### [ACTIVITY]
Range to output from the entries below: the line containing "u32, now: u64)" through the line containing "state.required_sequence = level.sequence.clone();". Set it down exactly, ends included, nothing else.

(Saved data entries)
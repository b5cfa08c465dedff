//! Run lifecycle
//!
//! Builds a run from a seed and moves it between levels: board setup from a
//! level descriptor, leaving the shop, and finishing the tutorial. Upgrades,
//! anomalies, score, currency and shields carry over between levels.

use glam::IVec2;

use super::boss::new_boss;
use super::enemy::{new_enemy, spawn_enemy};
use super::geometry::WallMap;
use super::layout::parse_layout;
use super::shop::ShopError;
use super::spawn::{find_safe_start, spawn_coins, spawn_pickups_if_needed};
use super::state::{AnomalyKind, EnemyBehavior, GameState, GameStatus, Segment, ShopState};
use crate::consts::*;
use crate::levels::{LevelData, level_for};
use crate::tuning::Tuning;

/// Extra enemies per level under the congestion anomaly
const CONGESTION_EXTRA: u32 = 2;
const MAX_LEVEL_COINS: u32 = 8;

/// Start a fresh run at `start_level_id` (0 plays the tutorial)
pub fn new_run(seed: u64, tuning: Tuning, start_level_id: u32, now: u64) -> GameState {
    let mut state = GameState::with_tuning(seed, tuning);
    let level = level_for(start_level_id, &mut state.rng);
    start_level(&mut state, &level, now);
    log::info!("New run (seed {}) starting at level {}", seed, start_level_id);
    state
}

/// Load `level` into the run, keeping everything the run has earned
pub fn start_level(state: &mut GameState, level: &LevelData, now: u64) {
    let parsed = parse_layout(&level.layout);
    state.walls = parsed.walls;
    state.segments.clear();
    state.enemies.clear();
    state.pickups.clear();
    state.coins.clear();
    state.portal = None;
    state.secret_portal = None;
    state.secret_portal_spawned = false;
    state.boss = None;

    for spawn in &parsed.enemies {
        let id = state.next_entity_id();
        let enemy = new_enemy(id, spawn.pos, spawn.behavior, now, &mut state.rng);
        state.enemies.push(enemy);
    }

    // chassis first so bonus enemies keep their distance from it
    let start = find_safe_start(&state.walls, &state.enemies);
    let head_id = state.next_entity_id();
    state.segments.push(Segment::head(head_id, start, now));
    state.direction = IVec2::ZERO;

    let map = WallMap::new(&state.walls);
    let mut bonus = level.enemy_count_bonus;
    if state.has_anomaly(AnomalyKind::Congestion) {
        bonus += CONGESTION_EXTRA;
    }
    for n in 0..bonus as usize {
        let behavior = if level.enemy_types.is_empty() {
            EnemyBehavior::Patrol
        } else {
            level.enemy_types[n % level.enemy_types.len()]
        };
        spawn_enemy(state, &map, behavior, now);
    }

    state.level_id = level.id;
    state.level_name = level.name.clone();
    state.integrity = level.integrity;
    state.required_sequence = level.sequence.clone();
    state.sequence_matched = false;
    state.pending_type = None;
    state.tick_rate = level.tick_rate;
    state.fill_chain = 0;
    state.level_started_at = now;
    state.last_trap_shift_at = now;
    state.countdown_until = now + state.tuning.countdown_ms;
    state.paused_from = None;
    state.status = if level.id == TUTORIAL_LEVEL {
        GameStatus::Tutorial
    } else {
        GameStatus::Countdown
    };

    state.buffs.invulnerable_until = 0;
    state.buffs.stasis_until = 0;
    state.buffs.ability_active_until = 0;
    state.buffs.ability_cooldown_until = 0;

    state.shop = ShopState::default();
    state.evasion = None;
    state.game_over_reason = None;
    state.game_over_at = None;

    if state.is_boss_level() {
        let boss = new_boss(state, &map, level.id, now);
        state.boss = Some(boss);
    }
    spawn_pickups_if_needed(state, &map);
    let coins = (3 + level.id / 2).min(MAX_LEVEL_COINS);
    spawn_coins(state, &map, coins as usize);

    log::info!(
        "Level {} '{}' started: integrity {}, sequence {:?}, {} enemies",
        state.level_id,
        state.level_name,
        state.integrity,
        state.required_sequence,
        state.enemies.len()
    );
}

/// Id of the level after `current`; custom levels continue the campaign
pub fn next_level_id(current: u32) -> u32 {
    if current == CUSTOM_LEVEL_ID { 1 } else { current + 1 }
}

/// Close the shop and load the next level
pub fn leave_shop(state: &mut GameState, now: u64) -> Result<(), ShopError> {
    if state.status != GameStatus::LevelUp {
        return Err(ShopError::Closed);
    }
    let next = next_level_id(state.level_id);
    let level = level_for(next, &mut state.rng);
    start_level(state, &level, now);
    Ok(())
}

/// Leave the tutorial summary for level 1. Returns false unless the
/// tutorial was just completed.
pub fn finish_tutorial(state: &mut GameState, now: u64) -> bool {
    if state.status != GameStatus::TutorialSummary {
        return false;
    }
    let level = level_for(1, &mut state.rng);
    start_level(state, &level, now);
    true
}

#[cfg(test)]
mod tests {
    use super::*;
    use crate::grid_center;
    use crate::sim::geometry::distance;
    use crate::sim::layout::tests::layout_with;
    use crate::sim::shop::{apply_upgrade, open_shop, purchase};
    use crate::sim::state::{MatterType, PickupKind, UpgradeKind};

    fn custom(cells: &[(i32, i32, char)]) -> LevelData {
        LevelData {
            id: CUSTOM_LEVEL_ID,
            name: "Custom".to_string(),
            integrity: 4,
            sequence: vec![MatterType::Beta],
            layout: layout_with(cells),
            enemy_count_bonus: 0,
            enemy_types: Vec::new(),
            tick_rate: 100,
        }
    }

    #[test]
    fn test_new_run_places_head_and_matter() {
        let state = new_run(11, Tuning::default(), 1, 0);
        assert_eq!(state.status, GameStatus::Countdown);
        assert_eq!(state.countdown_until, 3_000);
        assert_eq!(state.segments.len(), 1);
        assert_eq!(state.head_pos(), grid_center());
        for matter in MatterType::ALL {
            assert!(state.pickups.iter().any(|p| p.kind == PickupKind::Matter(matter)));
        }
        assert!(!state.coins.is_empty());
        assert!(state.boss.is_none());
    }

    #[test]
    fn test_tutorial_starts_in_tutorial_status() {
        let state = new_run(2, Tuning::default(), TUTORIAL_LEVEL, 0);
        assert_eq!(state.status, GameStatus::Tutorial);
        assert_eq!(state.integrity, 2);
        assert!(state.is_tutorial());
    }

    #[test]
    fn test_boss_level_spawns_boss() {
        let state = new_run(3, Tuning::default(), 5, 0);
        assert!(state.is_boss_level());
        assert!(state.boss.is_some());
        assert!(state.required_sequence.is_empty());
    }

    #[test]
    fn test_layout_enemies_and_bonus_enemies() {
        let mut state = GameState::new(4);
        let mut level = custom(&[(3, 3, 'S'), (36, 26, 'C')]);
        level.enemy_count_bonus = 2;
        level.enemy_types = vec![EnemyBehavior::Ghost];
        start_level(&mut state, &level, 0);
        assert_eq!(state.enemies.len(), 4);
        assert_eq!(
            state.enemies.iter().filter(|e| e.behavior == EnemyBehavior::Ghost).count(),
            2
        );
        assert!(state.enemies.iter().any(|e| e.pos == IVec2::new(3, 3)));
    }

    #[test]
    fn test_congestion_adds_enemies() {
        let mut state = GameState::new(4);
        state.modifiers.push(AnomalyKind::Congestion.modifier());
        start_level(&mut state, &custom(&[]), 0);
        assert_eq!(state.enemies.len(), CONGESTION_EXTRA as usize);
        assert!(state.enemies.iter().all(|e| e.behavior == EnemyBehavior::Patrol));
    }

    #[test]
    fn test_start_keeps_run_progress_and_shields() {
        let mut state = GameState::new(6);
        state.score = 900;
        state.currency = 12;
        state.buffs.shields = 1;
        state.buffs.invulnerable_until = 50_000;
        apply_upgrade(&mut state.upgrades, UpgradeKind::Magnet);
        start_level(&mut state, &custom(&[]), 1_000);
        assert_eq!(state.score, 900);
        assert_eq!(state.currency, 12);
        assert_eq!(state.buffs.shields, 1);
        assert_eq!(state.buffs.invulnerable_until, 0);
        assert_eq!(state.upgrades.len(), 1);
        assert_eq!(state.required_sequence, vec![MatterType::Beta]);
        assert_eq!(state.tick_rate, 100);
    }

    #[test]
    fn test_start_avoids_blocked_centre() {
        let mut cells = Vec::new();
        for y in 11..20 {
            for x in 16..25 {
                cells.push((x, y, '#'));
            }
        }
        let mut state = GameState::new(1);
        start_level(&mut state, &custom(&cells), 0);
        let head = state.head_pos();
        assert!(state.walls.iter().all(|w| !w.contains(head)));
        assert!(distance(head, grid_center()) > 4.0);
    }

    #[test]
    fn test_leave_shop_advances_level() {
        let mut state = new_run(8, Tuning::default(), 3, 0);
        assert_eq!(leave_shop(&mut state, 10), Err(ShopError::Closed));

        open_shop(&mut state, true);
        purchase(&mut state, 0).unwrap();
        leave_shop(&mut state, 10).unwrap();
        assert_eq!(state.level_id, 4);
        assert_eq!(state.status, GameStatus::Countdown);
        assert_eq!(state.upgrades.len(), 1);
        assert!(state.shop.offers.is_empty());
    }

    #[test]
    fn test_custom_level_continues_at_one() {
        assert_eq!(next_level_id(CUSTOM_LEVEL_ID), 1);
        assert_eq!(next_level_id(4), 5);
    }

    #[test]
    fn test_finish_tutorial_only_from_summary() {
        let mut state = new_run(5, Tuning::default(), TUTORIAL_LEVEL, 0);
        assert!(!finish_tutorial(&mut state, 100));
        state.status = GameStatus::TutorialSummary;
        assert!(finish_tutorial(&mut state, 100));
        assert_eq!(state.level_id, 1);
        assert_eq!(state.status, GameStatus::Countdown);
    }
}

### [RESULT]
pub fn new_run(seed: u64, tuning: Tuning, start_level_id: u32, now: u64) -> GameState {
    let mut state = GameState::with_tuning(seed, tuning);
    let level = level_for(start_level_id, &mut state.rng);
    start_level(&mut state, &level, now);
    log::info!("New run (seed {}) starting at level {}", seed, start_level_id);
    state
}

/// Load `level` into the run, keeping everything the run has earned
pub fn start_level(state: &mut GameState, level: &LevelData, now: u64) {
    let parsed = parse_layout(&level.layout);
    state.walls = parsed.walls;
    state.segments.clear();
    state.enemies.clear();
    state.pickups.clear();
    state.coins.clear();
    state.portal = None;
    state.secret_portal = None;
    state.secret_portal_spawned = false;
    state.boss = None;

    for spawn in &parsed.enemies {
        let id = state.next_entity_id();
        let enemy = new_enemy(id, spawn.pos, spawn.behavior, now, &mut state.rng);
        state.enemies.push(enemy);
    }

    // chassis first so bonus enemies keep their distance from it
    let start = find_safe_start(&state.walls, &state.enemies);
    let head_id = state.next_entity_id();
    state.segments.push(Segment::head(head_id, start, now));
    state.direction = IVec2::ZERO;

    let map = WallMap::new(&state.walls);
    let mut bonus = level.enemy_count_bonus;
    if state.has_anomaly(AnomalyKind::Congestion) {
        bonus += CONGESTION_EXTRA;
    }
    for n in 0..bonus as usize {
        let behavior = if level.enemy_types.is_empty() {
            EnemyBehavior::Patrol
        } else {
            level.enemy_types[n % level.enemy_types.len()]
        };
        spawn_enemy(state, &map, behavior, now);
    }

    state.level_id = level.id;
    state.level_name = level.name.clone();
    state.integrity = level.integrity;
    state.required_sequence = level.sequence.clone();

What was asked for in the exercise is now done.